Flexi-access drawdown: is it right for you?
Before accessing flexi-access drawdown, you can take up to 25% of your pot as tax-free cash. The rest will be liable to income tax once you’ve exceeded the personal tax allowance.
As the name suggests, flexi-access drawdown gives you a great deal of flexibility in how you take your money but there are disadvantages too.
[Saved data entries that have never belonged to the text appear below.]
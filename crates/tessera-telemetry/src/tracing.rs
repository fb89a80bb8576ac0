//! OpenTelemetry distributed tracing.
//!
//! [`init_tracing`] installs a global tracer provider exporting over OTLP;
//! [`OtelTracer`] is the production [`Tracer`] sink built on the global
//! tracer. [`in_span`] runs a future with a sink span active, so spans the
//! future starts nest under it.
//!
//! # Example
//!
//! ```rust,ignore
//! use tessera_telemetry::tracing::{init_tracing, TracingConfig};
//!
//! let provider = init_tracing(&TracingConfig::default())?;
//! ```

use crate::error::TelemetryError;
use crate::sink::{Attribute, AttributeValue, Span, SpanStatus, Tracer};
use crate::TelemetryResult;
use opentelemetry::global::{self, BoxedTracer};
use opentelemetry::trace::{
    FutureExt as _, SpanKind, Status, TraceContextExt as _, Tracer as _,
    TracerProvider as _, WithContext,
};
use opentelemetry::{Context, KeyValue};
use opentelemetry_otlp::WithExportConfig;
use opentelemetry_sdk::trace::{RandomIdGenerator, Sampler, TracerProvider};
use opentelemetry_sdk::Resource;
use std::borrow::Cow;
use std::fmt;
use std::future::Future;

/// Tracing configuration.
#[derive(Debug, Clone)]
pub struct TracingConfig {
    /// Whether tracing is enabled.
    pub enabled: bool,

    /// OTLP endpoint (e.g., `http://localhost:4317`).
    pub otlp_endpoint: String,

    /// Service name for spans.
    pub service_name: String,

    /// Service version.
    pub service_version: String,

    /// Deployment environment.
    pub environment: String,

    /// Sampling ratio (0.0 to 1.0).
    pub sample_ratio: f64,
}

impl Default for TracingConfig {
    fn default() -> Self {
        Self {
            enabled: true,
            otlp_endpoint: "http://localhost:4317".to_string(),
            service_name: "tessera".to_string(),
            service_version: env!("CARGO_PKG_VERSION").to_string(),
            environment: "development".to_string(),
            sample_ratio: 1.0,
        }
    }
}

impl TracingConfig {
    /// Creates a production configuration with lower sampling.
    #[must_use]
    pub fn production(service_name: &str, version: &str) -> Self {
        Self {
            enabled: true,
            otlp_endpoint: "http://localhost:4317".to_string(),
            service_name: service_name.to_string(),
            service_version: version.to_string(),
            environment: "production".to_string(),
            sample_ratio: 0.1,
        }
    }

    fn sampler(&self) -> Sampler {
        if self.sample_ratio >= 1.0 {
            Sampler::AlwaysOn
        } else if self.sample_ratio <= 0.0 {
            Sampler::AlwaysOff
        } else {
            Sampler::TraceIdRatioBased(self.sample_ratio)
        }
    }
}

/// Initializes the global tracer provider.
///
/// Returns the provider so the caller can flush and shut it down; `None`
/// when tracing is disabled.
///
/// # Errors
///
/// Returns `TelemetryError::TracingInit` if the exporter cannot be built.
pub fn init_tracing(config: &TracingConfig) -> TelemetryResult<Option<TracerProvider>> {
    if !config.enabled {
        return Ok(None);
    }

    let resource = Resource::new([
        KeyValue::new(
            opentelemetry_semantic_conventions::attribute::SERVICE_NAME,
            config.service_name.clone(),
        ),
        KeyValue::new(
            opentelemetry_semantic_conventions::attribute::SERVICE_VERSION,
            config.service_version.clone(),
        ),
        KeyValue::new("deployment.environment", config.environment.clone()),
    ]);

    let exporter = opentelemetry_otlp::SpanExporter::builder()
        .with_tonic()
        .with_endpoint(&config.otlp_endpoint)
        .build()
        .map_err(|e| TelemetryError::TracingInit(e.to_string()))?;

    let provider = TracerProvider::builder()
        .with_batch_exporter(exporter, opentelemetry_sdk::runtime::Tokio)
        .with_sampler(config.sampler())
        .with_id_generator(RandomIdGenerator::default())
        .with_resource(resource)
        .build();

    global::set_tracer_provider(provider.clone());
    tracing::info!(endpoint = %config.otlp_endpoint, "OTLP trace export enabled");

    Ok(Some(provider))
}

fn to_key_value(attribute: &Attribute) -> KeyValue {
    match &attribute.value {
        AttributeValue::String(s) => KeyValue::new(attribute.key, s.clone()),
        AttributeValue::Int(i) => KeyValue::new(attribute.key, *i),
        AttributeValue::Float(f) => KeyValue::new(attribute.key, *f),
        AttributeValue::Bool(b) => KeyValue::new(attribute.key, *b),
    }
}

/// Runs `future` with `span` as the active OpenTelemetry span.
pub fn in_span<F: Future>(span: &dyn Span, future: F) -> WithContext<F> {
    future.with_context(span.context())
}

/// [`Tracer`] backed by an OpenTelemetry tracer.
///
/// Spans are started with kind `Server`, as children of the current
/// context. Until a global provider is installed the global tracer is a
/// no-op, which keeps this sink safe to use in tests.
pub struct OtelTracer {
    tracer: BoxedTracer,
}

impl OtelTracer {
    /// Creates a tracer on the global provider with the given
    /// instrumentation scope name.
    #[must_use]
    pub fn new(scope: impl Into<Cow<'static, str>>) -> Self {
        Self {
            tracer: global::tracer(scope),
        }
    }

    /// Creates a tracer on an explicit provider instead of the global one.
    #[must_use]
    pub fn with_provider(provider: &TracerProvider, scope: impl Into<Cow<'static, str>>) -> Self {
        Self {
            tracer: BoxedTracer::new(Box::new(provider.tracer(scope))),
        }
    }
}

impl fmt::Debug for OtelTracer {
    fn fmt(&self, f: &mut fmt::Formatter<'_>) -> fmt::Result {
        f.debug_struct("OtelTracer").finish_non_exhaustive()
    }
}

impl Tracer for OtelTracer {
    fn start_span(&self, name: &str, attributes: &[Attribute]) -> TelemetryResult<Box<dyn Span>> {
        let span = self
            .tracer
            .span_builder(name.to_string())
            .with_kind(SpanKind::Server)
            .with_attributes(attributes.iter().map(to_key_value))
            .start(&self.tracer);

        Ok(Box::new(OtelSpan {
            cx: Context::current_with_span(span),
        }))
    }
}

/// A span started by [`OtelTracer`], held in the context it is active in.
struct OtelSpan {
    cx: Context,
}

impl Span for OtelSpan {
    fn set_attribute(&mut self, attribute: Attribute) {
        self.cx.span().set_attribute(to_key_value(&attribute));
    }

    fn end(
        self: Box<Self>,
        status: SpanStatus,
        error: Option<&(dyn std::error::Error + 'static)>,
    ) -> TelemetryResult<()> {
        let span = self.cx.span();
        match status {
            SpanStatus::Ok => span.set_status(Status::Ok),
            SpanStatus::Error => {
                let description = error.map_or_else(|| "error".to_string(), ToString::to_string);
                span.set_status(Status::error(description));
            }
        }
        if let Some(err) = error {
            span.record_error(err);
        }
        span.end();
        Ok(())
    }

    fn context(&self) -> Context {
        self.cx.clone()
    }
}

#[cfg(test)]
mod tests {
    use super::*;
    use opentelemetry::trace::TraceContextExt;

    #[test]
    fn test_default_config() {
        let config = TracingConfig::default();
        assert!(config.enabled);
        assert_eq!(config.sample_ratio, 1.0);
        assert_eq!(config.environment, "development");
    }

    #[test]
    fn test_production_config() {
        let config = TracingConfig::production("docdb", "1.0.0");
        assert_eq!(config.sample_ratio, 0.1);
        assert_eq!(config.environment, "production");
        assert_eq!(config.service_name, "docdb");
    }

    #[test]
    fn test_sampler_selection() {
        let mut config = TracingConfig::default();
        assert!(matches!(config.sampler(), Sampler::AlwaysOn));
        config.sample_ratio = 0.0;
        assert!(matches!(config.sampler(), Sampler::AlwaysOff));
        config.sample_ratio = 0.25;
        assert!(matches!(config.sampler(), Sampler::TraceIdRatioBased(r) if r == 0.25));
    }

    #[test]
    fn test_disabled_tracing() {
        let config = TracingConfig {
            enabled: false,
            ..Default::default()
        };

        let result = init_tracing(&config);
        assert!(result.unwrap().is_none());
    }

    #[test]
    fn test_otel_tracer_without_provider() {
        let tracer = OtelTracer::new("tessera-test");
        let mut span = tracer
            .start_span("ping", &[Attribute::new("command", "ping")])
            .unwrap();
        span.set_attribute(Attribute::new("outcome", "failure"));
        let err = std::io::Error::new(std::io::ErrorKind::Other, "boom");
        assert!(span.end(SpanStatus::Error, Some(&err)).is_ok());
    }

    #[tokio::test]
    async fn test_in_span_parents_inner_spans() {
        let provider = TracerProvider::builder().build();
        let tracer = OtelTracer::with_provider(&provider, "tessera-test");

        let command = tracer.start_span("find", &[]).unwrap();
        let parent = command.context().span().span_context().clone();
        assert!(parent.is_valid());

        let (active, child) = in_span(command.as_ref(), async {
            let active = Context::current().span().span_context().clone();
            let child = tracer.start_span("storage.scan", &[]).unwrap();
            let child_cx = child.context();
            (active, child_cx)
        })
        .await;

        assert_eq!(active, parent);
        let child = child.span().span_context().clone();
        assert_eq!(child.trace_id(), parent.trace_id());
        assert_ne!(child.span_id(), parent.span_id());
        assert!(command.end(SpanStatus::Ok, None).is_ok());
    }

    #[test]
    fn test_scope_accepts_owned_name() {
        let tracer = OtelTracer::new(String::from("docdb"));
        assert!(tracer.start_span("ping", &[]).is_ok());
    }
}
Here’s a bit more detail so you can see if it’s right for you:
• You choose how much you take out and when you take it
• This can help reduce your tax liability during retirement
• Your money stays invested and can continue to grow although it can go down in value too
• Any money left in your pot will pass to your beneficiaries when you die. If you die before age 75, it will be completely free of tax. If you die after 75, it will be taxed at your beneficiary’s marginal rate
• If your investment funds don’t perform as well as you’d hoped, or you live longer than expected, you could run out of money
• Withdrawing large amounts could push you into a higher tax bracket
• You need to consider carefully the funds you’re invested in so your pot remains healthy
• Some providers may charge for setting up a flexi-access drawdown account and for any changes or occasional withdrawals
Considering other options
Flexi-access drawdown is just one of your options. You may prefer to take all of your money in one go or buy an annuity which would give you a guaranteed income for life or a shorter period of your choice.
If you want to spread your 25% tax-free cash over a longer period, you can do something called ‘uncrystallised funds pension lump sums’.
This means you leave your pot invested and take out occasional lump sums when you need them. The first 25% of each withdrawal will be tax free. For instance if you have a pot of £100,000 and you take out £40,000, the first £10,000 will be tax free. The other £30,000 will be subject to income tax and the remaining £60,000 will remain invested.
You need to decide what’s best for you. If you need professional financial advice you can find a list of authorised advisers at unbiased.co.uk
If you’re over 50, you can get free guidance from the government agency Pension Wise. You’re entitled to a 40-minute session over the phone or face-to-face. The consultant will explain your options, helping you decide your best course of action.
Whatever you do, think carefully and don’t rush into anything. These are important decisions at an important time of your life.
Please note the information, data and any references in this article were accurate at the time of writing. Please check the date of the content if you’re looking for up to date investment commentary or tax-year related information.